Wake Middle Schools To Be Considered For Year-Round Schedule
Posted August 16, 2006 7:09 a.m. EDT
RALEIGH, N.C. — The Wake County Board of Education voted 7-1 Tuesday to compile a list of middle schools that could be converted to a year-round calendar beginning the 2007-2008 school year.
That list, however, is not expected to be lengthy, and could be ready to present to the board as early as next week.
On The Web:
Comment On Wake County Year-Round Conversion
"The exact language was 'few or some,'" said school board chairwoman Patti Head. "We want to do as few as we can, but we certainly want to do enough to accommodate the number of students who are going to be doing year-round elementary."
Adding middle schools to a year-round status, some say, could help parents of children who attend year-round elementary schools keep their children on similar schedules. School officials will look at the locations of the proposed elementary year-round schools when putting the middle school list together.

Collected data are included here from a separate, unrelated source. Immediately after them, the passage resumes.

// Copyright (c) 2026 bad-antics
// Licensed under the MIT License. See LICENSE file in the project root.
// https://github.com/bad-antics/thermowatch

//! Event dispatcher for sensor-to-consumer communication
//!
//! Delivery is synchronous and in-process. A handler must not call
//! [`EventDispatcher::publish`] on the dispatcher that is invoking it;
//! nothing guards against reentrant publishing.

use std::collections::HashMap;
use std::fmt;
use std::sync::atomic::{AtomicU64, Ordering};
use std::sync::Arc;
use anyhow::Result;
use serde::{Deserialize, Serialize};
use tracing::{debug, warn};

use crate::error::ThermostatError;
use crate::sensors::Reading;

/// Event kinds raised by the threshold state machine
#[derive(Debug, Clone, Copy, PartialEq, Eq, Hash, Serialize, Deserialize)]
pub enum EventKind {
    /// Reading at or above the warning level, below emergency
    ReachedWarning,
    /// First reading below the warning level after a warning
    FellBelowWarning,
    /// Reading at or above the emergency level
    ReachedEmergency,
}

impl EventKind {
    /// Alert label used in console output
    pub fn label(&self) -> &'static str {
        match self {
            EventKind::ReachedWarning => "Warning",
            EventKind::FellBelowWarning => "Information",
            EventKind::ReachedEmergency => "Emergency",
        }
    }
}

impl fmt::Display for EventKind {
    fn fmt(&self, f: &mut fmt::Formatter<'_>) -> fmt::Result {
        fmt::Debug::fmt(self, f)
    }
}

/// A state transition together with the reading that caused it
#[derive(Debug, Clone, Copy, PartialEq, Serialize, Deserialize)]
pub struct Event {
    /// What happened
    pub kind: EventKind,
    /// Reading that triggered it
    pub reading: Reading,
}

impl Event {
    /// Pair an event kind with its reading
    pub fn new(kind: EventKind, reading: Reading) -> Self {
        Self { kind, reading }
    }
}

/// Subscriber callback
pub trait EventHandler: Send + Sync {
    /// React to a published event
    fn handle(&self, event: &Event) -> Result<()>;
}

impl<F> EventHandler for F
where
    F: Fn(&Event) -> Result<()> + Send + Sync,
{
    fn handle(&self, event: &Event) -> Result<()> {
        self(event)
    }
}

// Shared by every dispatcher so a handle only ever matches its own subscription
static NEXT_SUBSCRIPTION_ID: AtomicU64 = AtomicU64::new(0);

/// Token returned by [`EventDispatcher::subscribe`]
#[derive(Debug, Clone, Copy, PartialEq, Eq, Hash)]
pub struct SubscriptionHandle {
    id: u64,
    kind: EventKind,
}

impl SubscriptionHandle {
    /// Event kind the subscription listens to
    pub fn kind(&self) -> EventKind { self.kind }
}

/// Outcome of a single publish
#[derive(Debug, Clone, Copy, Default, PartialEq, Eq)]
pub struct DispatchReport {
    /// Handlers that completed
    pub delivered: usize,
    /// Handlers that returned an error
    pub failed: usize,
}

struct Subscription {
    id: u64,
    handler: Arc<dyn EventHandler>,
}

/// Registry of handlers keyed by event kind
///
/// Handlers for one kind run in registration order. The caller keeps its own
/// `Arc` to each handler; unsubscribing hands the dispatcher's share back.
#[derive(Default)]
pub struct EventDispatcher {
    subscriptions: HashMap<EventKind, Vec<Subscription>>,
}

impl EventDispatcher {
    /// Empty dispatcher
    pub fn new() -> Self {
        Self::default()
    }

    /// Register a handler for one event kind
    pub fn subscribe(&mut self, kind: EventKind, handler: Arc<dyn EventHandler>) -> SubscriptionHandle {
        let id = NEXT_SUBSCRIPTION_ID.fetch_add(1, Ordering::Relaxed);
        self.subscriptions
            .entry(kind)
            .or_default()
            .push(Subscription { id, handler });
        debug!("Subscribed handler #{} to {}", id, kind);
        SubscriptionHandle { id, kind }
    }

    /// Remove a subscription; unknown handles are ignored
    pub fn unsubscribe(&mut self, handle: SubscriptionHandle) -> Option<Arc<dyn EventHandler>> {
        let list = self.subscriptions.get_mut(&handle.kind)?;
        let index = list.iter().position(|s| s.id == handle.id)?;
        let removed = list.remove(index);
        if list.is_empty() {
            self.subscriptions.remove(&handle.kind);
        }
        debug!("Unsubscribed handler #{} from {}", handle.id, handle.kind);
        Some(removed.handler)
    }

    /// Deliver an event to every handler subscribed to its kind.
    ///
    /// A failing handler is logged and skipped; the rest still run.
    pub fn publish(&self, event: &Event) -> DispatchReport {
        let mut report = DispatchReport::default();
        let Some(list) = self.subscriptions.get(&event.kind) else {
            return report;
        };

        for subscription in list {
            match subscription.handler.handle(event) {
                Ok(()) => report.delivered += 1,
                Err(source) => {
                    report.failed += 1;
                    let failure = anyhow::Error::new(ThermostatError::HandlerFailure { kind: event.kind, source });
                    warn!("Handler #{} failed: {:#}", subscription.id, failure);
                }
            }
        }

        report
    }

    /// Number of handlers registered for `kind`
    pub fn subscriber_count(&self, kind: EventKind) -> usize {
        self.subscriptions.get(&kind).map_or(0, Vec::len)
    }

    /// True when no handler is registered for any kind
    pub fn is_empty(&self) -> bool {
        self.subscriptions.is_empty()
    }

    /// Drop every subscription
    pub fn clear(&mut self) {
        self.subscriptions.clear();
    }
}
// Copyright (c) 2026 bad-antics
// Licensed under the MIT License. See LICENSE file in the project root.
// https://github.com/bad-antics/thermowatch

//! Sensor module - temperature feeds

mod traits;
mod seeded;
mod simulator;

pub use traits::{Reading, TemperatureFeed};
pub use seeded::{SeededFeed, DEFAULT_SEED_DATA};
pub use simulator::SimulatedFeed;

use anyhow::Result;
use tracing::info;

use crate::config::{SamplingConfig, SourceKind};

/// Build the feed selected by the sampling configuration
pub fn feed_from_config(config: &SamplingConfig) -> Result<Box<dyn TemperatureFeed>> {
    let feed: Box<dyn TemperatureFeed> = match config.source {
        SourceKind::Seeded => Box::new(SeededFeed::new("seeded", config.seed_data.clone())),
        SourceKind::Simulated => Box::new(SimulatedFeed::new("simulated", &config.simulated)?),
    };
    info!("Using temperature feed: {}", feed.id());
    Ok(feed)
}
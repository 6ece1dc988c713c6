// Copyright (c) 2026 bad-antics
// Licensed under the MIT License. See LICENSE file in the project root.
// https://github.com/bad-antics/thermowatch

//! Device module - consumers that act on thermostat events

mod thermostat;

pub use thermostat::{alert_message, Thermostat};

use std::sync::atomic::{AtomicBool, Ordering};
use tracing::{error, info};

use crate::core::Thresholds;

/// Something that can cool the device down
pub trait CoolingMechanism: Send + Sync {
    /// Start cooling
    fn on(&self);
    /// Stop cooling
    fn off(&self);
}

/// The monitored device
pub trait Device: Send + Sync {
    /// Temperature where the warning band starts
    fn warning_level(&self) -> f64;
    /// Temperature where the emergency band starts
    fn emergency_level(&self) -> f64;

    /// Start the emergency shutdown sequence
    fn handle_emergency(&self);
}

/// Fan that remembers whether it is running
#[derive(Debug, Default)]
pub struct CoolingFan {
    running: AtomicBool,
}

impl CoolingFan {
    /// Fan that starts switched off
    pub fn new() -> Self {
        Self::default()
    }

    /// Whether the fan was last switched on
    pub fn is_running(&self) -> bool {
        self.running.load(Ordering::SeqCst)
    }
}

impl CoolingMechanism for CoolingFan {
    fn on(&self) {
        self.running.store(true, Ordering::SeqCst);
        info!("Cooling mechanism is on...");
    }

    fn off(&self) {
        self.running.store(false, Ordering::SeqCst);
        info!("Switching cooling mechanism off...");
    }
}

/// Device whose levels mirror the thresholds of its state machine
#[derive(Debug)]
pub struct MonitoredDevice {
    thresholds: Thresholds,
    shut_down: AtomicBool,
}

impl MonitoredDevice {
    /// Running device with the given levels
    pub fn new(thresholds: Thresholds) -> Self {
        Self {
            thresholds,
            shut_down: AtomicBool::new(false),
        }
    }

    /// Whether the emergency shutdown has happened
    pub fn is_shut_down(&self) -> bool {
        self.shut_down.load(Ordering::SeqCst)
    }

    fn shut_down(&self) {
        error!("Shutting down device...");
        self.shut_down.store(true, Ordering::SeqCst);
    }
}

impl Device for MonitoredDevice {
    fn warning_level(&self) -> f64 { self.thresholds.warning() }
    fn emergency_level(&self) -> f64 { self.thresholds.emergency() }

    fn handle_emergency(&self) {
        error!("Sending out notifications to emergency services personnel...");
        self.shut_down();
    }
}

#[cfg(test)]
mod tests {
    use super::*;

    #[test]
    fn test_fan_tracks_state() {
        let fan = CoolingFan::new();
        assert!(!fan.is_running());
        fan.on();
        assert!(fan.is_running());
        fan.off();
        assert!(!fan.is_running());
    }

    #[test]
    fn test_device_mirrors_thresholds() {
        let device = MonitoredDevice::new(Thresholds::new(27.0, 75.0).unwrap());
        assert_eq!(device.warning_level(), 27.0);
        assert_eq!(device.emergency_level(), 75.0);

        device.handle_emergency();
        assert!(device.is_shut_down());
    }
}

"One of the things we directed our staff was to look at what middle schools could be converted without impacting seriously any programming that would take place at the schools and also to look at equity at around the county for the availability of year-round schools for our students," Head said.
School board leaders at Tuesday's meeting also considered a list of
23 elementary schools
that could also be converted at the start of the 2007-2008 school year. The list was trimmed last week from 30 schools.
A public hearing concerning the year-round conversion of elementary schools is scheduled for Aug. 28. The public can also make comments at the school system's
. A final decision is expected Sept. 5.
About 72,000 more students are expected to crowd the hallways of the Wake County Public School System over the next 10 years. Converting existing elementary and middle schools to a year-round schedule, some say, would help deal with that growth.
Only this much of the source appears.